Using `FactorCleaner` from `preprocessor.py` to convert raw alphas into model-ready factors.

Pipeline per alpha, per trading date (cross-sectional):
1. **Sanity check** — replace ±inf with NaN  
2. **Winsorize** — MAD-based clipping (Median ± 3 × 1.4826 × MAD)  
3. **Pre-standardize** — Z-score  
4. **Neutralize** — OLS residuals vs. log(market_cap) + industry dummies  
5. **Final standardize** — Z-score on residuals  
6. **Fill NaN with 0** — neutral value for stocks excluded from regression

In [None]:
from preprocessor import FactorCleaner

cleaner = FactorCleaner(data)
df_clean_factors = cleaner.process_all(df_alphas)

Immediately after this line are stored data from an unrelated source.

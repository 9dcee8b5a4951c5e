//! Handlers for the `/companies` resource.

use axum::extract::State;
use axum::http::StatusCode;
use axum::Json;
use biztime_core::error::CoreError;
use biztime_db::models::company::{CreateCompany, UpdateCompany};
use biztime_db::repositories::CompanyRepo;
use validator::Validate;

use crate::error::{AppError, AppResult};
use crate::extract::{AppJson, AppPath};
use crate::middleware::company::CompanyByCode;
use crate::response::{CompaniesResponse, CompanyResponse, DeletedResponse};
use crate::state::AppState;

/// GET /companies
pub async fn list(State(state): State<AppState>) -> AppResult<Json<CompaniesResponse>> {
    let companies = CompanyRepo::list(&state.pool).await?;
    Ok(Json(CompaniesResponse { companies }))
}

/// GET /companies/{code}
pub async fn get_by_code(CompanyByCode(company): CompanyByCode) -> Json<CompanyResponse> {
    Json(CompanyResponse { company })
}

/// POST /companies
///
/// `code`, `name` and `description` must all be present and non-empty.
pub async fn create(
    State(state): State<AppState>,
    AppJson(input): AppJson<CreateCompany>,
) -> AppResult<(StatusCode, Json<CompanyResponse>)> {
    input.validate()?;

    let company = CompanyRepo::create(&state.pool, &input)
        .await
        .map_err(|err| {
            taken_or_database(err, input.code.as_deref(), input.name.as_deref())
        })?;

    tracing::info!(code = %company.code, "Company created");
    Ok((StatusCode::CREATED, Json(CompanyResponse { company })))
}

/// PUT /companies/{code}
///
/// Replaces `name` and `description`; the code itself never changes.
pub async fn update(
    State(state): State<AppState>,
    AppPath(code): AppPath<String>,
    AppJson(input): AppJson<UpdateCompany>,
) -> AppResult<Json<CompanyResponse>> {
    input.validate()?;

    let company = CompanyRepo::update(&state.pool, &code, &input)
        .await
        .map_err(|err| taken_or_database(err, Some(code.as_str()), input.name.as_deref()))?
        .ok_or_else(|| CoreError::not_found("Company", &code))?;

    tracing::info!(code = %company.code, "Company updated");
    Ok(Json(CompanyResponse { company }))
}

/// DELETE /companies/{code}
///
/// Invoices referencing the company are removed with it.
pub async fn delete(
    State(state): State<AppState>,
    AppPath(code): AppPath<String>,
) -> AppResult<Json<DeletedResponse>> {
    if !CompanyRepo::delete(&state.pool, &code).await? {
        return Err(CoreError::not_found("Company", &code).into());
    }

    tracing::info!(%code, "Company deleted");
    Ok(Json(DeletedResponse::new()))
}

/// Turn a unique violation on `companies` into a 400 naming the taken value.
///
/// Violations of any other constraint stay database errors.
fn taken_or_database(err: sqlx::Error, code: Option<&str>, name: Option<&str>) -> AppError {
    let constraint = biztime_db::unique_violation_constraint(&err).map(str::to_owned);

    match taken_message(constraint.as_deref(), code, name) {
        Some(message) => AppError::BadRequest(message),
        None => AppError::Database(err),
    }
}

fn taken_message(
    constraint: Option<&str>,
    code: Option<&str>,
    name: Option<&str>,
) -> Option<String> {
    match constraint? {
        CompanyRepo::CODE_CONSTRAINT => Some(format!(
            "Company code '{}' is already taken",
            code.unwrap_or_default()
        )),
        CompanyRepo::NAME_CONSTRAINT => Some(format!(
            "Company name '{}' is already taken",
            name.unwrap_or_default()
        )),
        _ => None,
    }
}
/// Invoice primary keys are PostgreSQL BIGSERIAL.
pub type DbId = i64;

/// Calendar dates (`DATE` columns) carry no timezone.
pub type Date = chrono::NaiveDate;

print('Cleaned factor DataFrame shape:', df_clean_factors.shape)
print('Columns:', df_clean_factors.columns.tolist())
df_clean_factors.head(10)

### 3.1 Descriptive Statistics (Cleaned Factors)

In [None]:
df_clean_factors.describe()

### 3.2 Zero-fill Rate (originally NaN after neutralization)

In [None]:
total = len(df_clean_factors)
zero_pct = (df_clean_factors == 0.0).sum() / total * 100
zero_pct.rename('Zero-filled %').to_frame()

### 3.3 Cross-Sectional Snapshot on the Latest Date (Cleaned)

In [None]:
latest_date = df_clean_factors.index.get_level_values('date').max()
print(f'Latest date: {latest_date}')
df_clean_factors.loc[latest_date].head(10)